Minggu, 08 Maret 2009

Menyoal Fatwa Rokok MUI

Sidang Komisi Fatwa Majelis Ulama Indonesia (MUI) se-Indonesia yang berlangsung di Padang Panjang, Sumatera Barat, 23-26 Januari 2009, akhirnya mengeluarkan fatwa terhadap rokok. Hanya saja yang perlu digarisbawahi adalah fatwa tersebut tidak berlaku secara absolut. Keharaman rokok berlaku untuk anak-anak, remaja dan perempuan hamil. Selain itu, merokok di tempat umum juga termasuk kategori pengharaman.

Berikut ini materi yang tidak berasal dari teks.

use crate::cache::CacheLine;
use crate::commons::CacheSpec;

/// The ways of one set plus their LRU order.
///
/// Ranks always form a permutation of `0..assoc`, invalid lines included.
#[derive(Clone, Debug)]
pub struct CacheSet {
    lines: Vec<CacheLine>,
}

impl CacheSet {
    pub fn new(spec: &CacheSpec) -> Self {
        // way 0 starts as the oldest so cold misses fill ways in order
        let lines = (0..spec.assoc)
            .map(|way| CacheLine::new(spec.block_size, spec.assoc - 1 - way))
            .collect();
        CacheSet { lines }
    }

    pub fn lines(&self) -> &[CacheLine] {
        &self.lines
    }

    pub fn line(&self, way: usize) -> &CacheLine {
        &self.lines[way]
    }

    pub(crate) fn line_mut(&mut self, way: usize) -> &mut CacheLine {
        &mut self.lines[way]
    }

    pub(crate) fn lines_mut(&mut self) -> impl Iterator<Item = &mut CacheLine> {
        self.lines.iter_mut()
    }

    /// Way holding a valid copy of `tag`, if any.
    pub fn lookup(&self, tag: u32) -> Option<usize> {
        let mut ways = self
            .lines
            .iter()
            .enumerate()
            .filter(|(_, l)| l.valid && l.tag == tag)
            .map(|(way, _)| way);
        let way = ways.next();
        assert!(ways.next().is_none(), "tag {:#x} is cached in more than one way", tag);
        way
    }

    /// Makes `way` the most recently used line. Every line that was more recent than `way` ages
    /// by one.
    pub fn touch(&mut self, way: usize) {
        let old = self.lines[way].lru;
        for line in self.lines.iter_mut() {
            if line.lru < old {
                line.lru += 1;
            }
        }
        self.lines[way].lru = 0;
        debug_assert!(self.lru_is_permutation());
    }

    /// The least recently used way. Invalid lines win ties.
    pub fn victim(&self) -> usize {
        self.lines
            .iter()
            .enumerate()
            .max_by_key(|(_, l)| (l.lru, !l.valid))
            .map(|(way, _)| way)
            .expect("cache set has no ways")
    }

    pub fn lru_is_permutation(&self) -> bool {
        let mut seen = vec![false; self.lines.len()];
        for line in &self.lines {
            match seen.get_mut(line.lru as usize) {
                Some(s) if !*s => *s = true,
                _ => return false,
            }
        }
        true
    }
}

#[cfg(test)]
mod tests {
    use super::*;

    fn ranks(set: &CacheSet) -> Vec<u32> {
        set.lines().iter().map(|l| l.lru()).collect()
    }

    #[test]
    fn starts_as_a_permutation() {
        let set = CacheSet::new(&CacheSpec::new(1, 1, 4).unwrap());
        assert_eq!(ranks(&set), vec![3, 2, 1, 0]);
        assert_eq!(set.victim(), 0);
    }

    #[test]
    fn touch_keeps_lru_order() {
        let mut set = CacheSet::new(&CacheSpec::new(1, 1, 4).unwrap());
        set.touch(0);
        assert_eq!(ranks(&set), vec![0, 3, 2, 1]);
        set.touch(2);
        assert_eq!(ranks(&set), vec![1, 3, 0, 2]);
        // touching the most recent way changes nothing
        set.touch(2);
        assert_eq!(ranks(&set), vec![1, 3, 0, 2]);
        assert_eq!(set.victim(), 1);
        set.touch(1);
        assert_eq!(ranks(&set), vec![2, 0, 1, 3]);
        assert_eq!(set.victim(), 3);
    }

    #[test]
    fn lookup_ignores_invalid_lines() {
        let mut set = CacheSet::new(&CacheSpec::new(1, 1, 2).unwrap());
        assert_eq!(set.lookup(0), None);
        let line = set.line_mut(1);
        line.valid = true;
        line.tag = 5;
        assert_eq!(set.lookup(5), Some(1));
        assert_eq!(set.lookup(0), None);
    }

    #[test]
    #[should_panic(expected = "more than one way")]
    fn duplicate_tags_are_a_bug() {
        let mut set = CacheSet::new(&CacheSpec::new(1, 1, 2).unwrap());
        for way in 0..2 {
            let line = set.line_mut(way);
            line.valid = true;
            line.tag = 9;
        }
        set.lookup(9);
    }

    #[test]
    fn detects_broken_ranks() {
        let mut set = CacheSet::new(&CacheSpec::new(1, 1, 2).unwrap());
        assert!(set.lru_is_permutation());
        set.line_mut(0).lru = 0;
        assert!(!set.lru_is_permutation());
    }
}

Reaksi pro-kontra terhadap fatwa yang dikeluarkan oleh MUI tersebut terus bermunculan. Dalam alam demokrasi Indonesia seperti saat ini, pro-kontra terhadap suatu permasalahan yang menyeruak di ruang publik merupakan suatu hal yang lumrah. Demokrasi memang memberikan kesempatan kepada setiap warga negara untuk dapat berekspresi secara bertanggungjawab dan dalam batas-batas tertentu. Tentu saja sikap penolakan terhadap fatwa MUI tersebut dapat dimaklumi. Hanya saja, -menurut hemat penulis- reaksi kontra terhadap fatwa terbaru dari MUI tersebut banyak yang berangkat dari asumsi-asumsi yang kurang tepat dan dari sudut pandang parsial.
Rokok Ditinjau dari Aspek Kesehatan
Jujur harus diakui bahwa rokok memang merupakan masalah baru yang belum pernah ada di zaman Nabi. Sehingga wajar jika timbul perbedaan pendapat di kalangan ulama (ikhtilaf) mengenai status hukum barang hisap tersebut. Sebagian ulama berpendapat haram, sebagian lagi makruh bahkan ada yang menghukuminya dengan mubah.

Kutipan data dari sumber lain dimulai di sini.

use anyhow::{bail, ensure, Context, Result};
use log::{info, trace};

use crate::cache::Cache;
use crate::commons::{Addr, Word};
use crate::events::{EventLog, Stats};
use crate::instr::Instr;
use crate::memory::{Memory, MemoryPort};

pub const NUM_REGS: usize = 8;

#[derive(Clone, Copy, Debug, PartialEq, Eq)]
pub enum ProcState {
    Running,
    Halted,
}

/// Outcome of a program run.
#[derive(Clone, Copy, Debug, PartialEq, Eq)]
pub struct Summary {
    pub instructions: u64,
    pub stats: Stats,
}

/// LC-2K processor. Every instruction fetch, load and store goes through the cache.
pub struct Processor {
    pub pc: u32,
    pub regs: [Word; NUM_REGS],
    mem: Memory,
    cache: Cache,
    executed: u64,
}

impl Processor {
    pub fn new(mem: Memory, cache: Cache) -> Result<Self> {
        let block_size = cache.spec().block_size as usize;
        ensure!(
            block_size <= mem.size(),
            "block size of {} words exceeds memory size of {} words",
            block_size,
            mem.size(),
        );
        Ok(Processor {
            pc: 0,
            regs: [0; NUM_REGS],
            mem,
            cache,
            executed: 0,
        })
    }

    pub fn memory(&self) -> &Memory {
        &self.mem
    }

    pub fn cache(&self) -> &Cache {
        &self.cache
    }

    pub fn executed(&self) -> u64 {
        self.executed
    }

    // helper functions

    fn addr(&self, value: i64) -> Result<Addr> {
        if value < 0 || value >= self.mem.size() as i64 {
            bail!("address {} out of range (pc={})", value, self.pc);
        }
        Ok(Addr(value as u32))
    }

    fn effective(&self, base: usize, offset: i32) -> Result<Addr> {
        self.addr(i64::from(self.regs[base]) + i64::from(offset))
    }

    // execution

    /// Fetches and executes one instruction.
    pub fn step<L: EventLog + ?Sized>(&mut self, log: &mut L) -> Result<ProcState> {
        let pc = self.addr(i64::from(self.pc))?;
        let instr = Instr::decode(self.cache.fetch(pc, &mut self.mem, log));
        trace!("{:>5}: {}", pc, instr);
        self.executed += 1;
        self.pc += 1;

        match instr {
            Instr::Add { a, b, dest } => {
                self.regs[dest] = self.regs[a].wrapping_add(self.regs[b]);
            }
            Instr::Nand { a, b, dest } => {
                self.regs[dest] = !(self.regs[a] & self.regs[b]);
            }
            Instr::Lw { a, b, offset } => {
                let addr = self.effective(a, offset)?;
                self.regs[b] = self.cache.load(addr, &mut self.mem, log);
            }
            Instr::Sw { a, b, offset } => {
                let addr = self.effective(a, offset)?;
                self.cache.store(addr, self.regs[b], &mut self.mem, log);
            }
            Instr::Beq { a, b, offset } => {
                if self.regs[a] == self.regs[b] {
                    self.pc = self.addr(i64::from(self.pc) + i64::from(offset))?.0;
                }
            }
            Instr::Jalr { a, b } => {
                let target = self.regs[a];
                self.regs[b] = self.pc as Word;
                self.pc = self.addr(i64::from(target))?.0;
            }
            Instr::Halt => return Ok(ProcState::Halted),
            Instr::Noop => (),
        }
        Ok(ProcState::Running)
    }

    /// Runs until `halt`, then flushes the cache so memory holds every store.
    ///
    /// With a `limit`, running more than that many instructions is an error.
    pub fn run<L: EventLog + ?Sized>(&mut self, log: &mut L, limit: Option<u64>) -> Result<Summary> {
        loop {
            if let Some(limit) = limit {
                ensure!(self.executed < limit, "no halt after {} instructions", limit);
            }
            let state = self
                .step(log)
                .with_context(|| format!("executing instruction {}", self.executed))?;
            if state == ProcState::Halted {
                break;
            }
        }
        info!("Machine halted after {} instructions", self.executed);
        self.cache.flush(&mut self.mem, log);
        Ok(Summary {
            instructions: self.executed,
            stats: self.cache.stats(),
        })
    }
}

#[cfg(test)]
mod tests {
    use super::*;
    use crate::commons::CacheSpec;

    fn encode(op: u32, a: u32, b: u32, low: i32) -> Word {
        ((op << 22) | (a << 19) | (b << 16) | (low as u32 & 0xffff)) as Word
    }

    fn processor(image: &[Word], spec: CacheSpec) -> Processor {
        let mem = Memory::from_image(image).unwrap();
        Processor::new(mem, Cache::new(spec).unwrap()).unwrap()
    }

    #[test]
    fn runs_a_program_through_the_cache() {
        let image = [
            encode(2, 0, 1, 5), // lw 0 1 five
            encode(0, 1, 1, 2), // add 1 1 2
            encode(3, 0, 2, 6), // sw 0 2 answer
            encode(6, 0, 0, 0), // halt
            encode(7, 0, 0, 0), // noop
            21,                 // five: .fill 21
            0,                  // answer: .fill 0
        ];
        let mut proc = processor(&image, CacheSpec::new(2, 2, 1).unwrap());
        let summary = proc.run(&mut (), None).unwrap();

        assert_eq!(summary.instructions, 4);
        assert_eq!(summary.stats.accesses(), 6);
        assert_eq!(proc.regs[2], 42);
        assert_eq!(proc.memory().read_word(Addr(6)), 42);
        assert_eq!(proc.cache().dirty_lines(), 0);
    }

    #[test]
    fn counts_down_a_loop() {
        let image = [
            encode(2, 0, 1, 7),  // lw 0 1 count
            encode(2, 0, 2, 8),  // lw 0 2 neg1
            encode(4, 1, 0, 2),  // loop: beq 1 0 done
            encode(0, 1, 2, 1),  // add 1 2 1
            encode(4, 0, 0, -3), // beq 0 0 loop
            encode(6, 0, 0, 0),  // done: halt
            0,
            3,                   // count
            -1,                  // neg1
        ];
        let mut proc = processor(&image, CacheSpec::default());
        let summary = proc.run(&mut (), Some(100)).unwrap();

        assert_eq!(proc.regs[1], 0);
        // 2 loads, 3 full iterations, final beq, halt
        assert_eq!(summary.instructions, 2 + 3 * 3 + 1 + 1);
    }

    #[test]
    fn jalr_links_and_jumps() {
        let image = [
            encode(2, 0, 1, 4), // lw 0 1 target
            encode(5, 1, 2, 0), // jalr 1 2
            encode(7, 0, 0, 0), // noop (skipped)
            encode(6, 0, 0, 0), // halt
            3,                  // target
        ];
        let mut proc = processor(&image, CacheSpec::default());
        let summary = proc.run(&mut (), None).unwrap();
        assert_eq!(proc.regs[2], 2);
        assert_eq!(summary.instructions, 3);
    }

    #[test]
    fn bad_address_is_an_error() {
        let image = [
            encode(2, 0, 1, -1), // lw 0 1 -1
            encode(6, 0, 0, 0),
        ];
        let mut proc = processor(&image, CacheSpec::default());
        assert!(proc.run(&mut (), None).is_err());
    }

    #[test]
    fn runaway_program_hits_the_limit() {
        let image = [encode(4, 0, 0, -1)]; // beq 0 0 -1
        let mut proc = processor(&image, CacheSpec::default());
        assert!(proc.run(&mut (), Some(50)).is_err());
        assert_eq!(proc.executed(), 50);
    }
}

Namun seiring dengan kemajuan sains, para ahli kesehatan sepakat bahwa merokok sangat merugikan kesehatan. Bahaya rokok dari sisi kesehatan sudah tak terbantahkan lagi. Bukan hanya menurut WHO tetapi lebih dari 70 ribu artikel ilmiah membuktikan hal itu. Dalam kepulan asap rokok terkandung 4.000 racun kimia berbahaya, 43 bersifat karsinogenik (merangsang tumbuhnya kanker) di antaranya hidrogen-sianida, aceton, amonia (pembersih lantai), methanol (bahan bakar roket), butane (pembuat korek api), cadmium (bahan dasar aki mobil). Selain itu disertasi Rita Damayanti (dosen Fakultas Kesehatan Masyarakat Universitas Indonesia, 2006) membuktikan perilaku merokok berkontribusi signifikan terhadap tumbuhnya berbagai penyakit sosial, seperti penggunaan narkotik, tindak kekerasan, bahkan HIV/AIDS.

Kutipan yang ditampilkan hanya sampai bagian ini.